### TASK GOAL:
Go through the material below, find each line with the word "ThreatLevel", and copy those lines.

─── DATA ───

use serde::Serialize;
use std::fmt;

use crate::classification::{ClassificationResult, DetectedObject, ThreatLevel};

/// Failure taxonomy surfaced to observers. Never terminates the capture loop.
#[derive(Debug, Clone, Copy, PartialEq, Eq, Hash, Serialize)]
#[serde(rename_all = "snake_case")]
pub enum ErrorKind {
    /// Permission denied, no device, or the device went away mid-session.
    DeviceUnavailable,
    /// The request could not be sent, or it timed out.
    NetworkUnreachable,
    /// Non-2xx status or an unusable response body.
    BackendError,
}

impl fmt::Display for ErrorKind {
    fn fmt(&self, f: &mut fmt::Formatter<'_>) -> fmt::Result {
        f.write_str(match self {
            ErrorKind::DeviceUnavailable => "device unavailable",
            ErrorKind::NetworkUnreachable => "network unreachable",
            ErrorKind::BackendError => "backend error",
        })
    }
}

/// Everything an observer needs to render the HUD.
#[derive(Debug, Clone, Default, PartialEq, Serialize)]
pub struct LoopState {
    pub enabled: bool,
    pub last_result: Option<ClassificationResult>,
    pub last_error: Option<ErrorKind>,
    /// Unix millis at which `last_result` was applied.
    pub last_result_at_ms: Option<i64>,
}

impl LoopState {
    /// State after a device could not be acquired or was lost.
    pub fn offline() -> Self {
        Self {
            last_error: Some(ErrorKind::DeviceUnavailable),
            ..Self::default()
        }
    }

    pub fn view(&self) -> HudView {
        HudView::from(self)
    }
}

/// What the display should show, derived from [`LoopState`].
#[derive(Debug, Clone, PartialEq, Serialize)]
#[serde(tag = "mode", rename_all = "snake_case")]
pub enum HudView {
    /// Explicit "sensor offline" affordance.
    Offline,
    /// Capture switched off by the operator.
    Standby,
    /// Capturing, no classification received yet.
    Scanning,
    Tracking {
        threat: ThreatLevel,
        label: String,
        objects: Vec<DetectedObject>,
        /// The last request failed; this is the last good reading.
        stale: bool,
    },
}

impl From<&LoopState> for HudView {
    fn from(state: &LoopState) -> Self {
        if !state.enabled {
            return match state.last_error {
                Some(ErrorKind::DeviceUnavailable) => HudView::Offline,
                _ => HudView::Standby,
            };
        }
        match &state.last_result {
            None => HudView::Scanning,
            Some(result) => HudView::Tracking {
                threat: result.threat_level,
                label: result.label.clone(),
                objects: result.objects.clone(),
                stale: state.last_error.is_some(),
            },
        }
    }
}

───

### RESPONSE TO THE EXERCISE:
use crate::classification::{ClassificationResult, DetectedObject, ThreatLevel};
        threat: ThreatLevel,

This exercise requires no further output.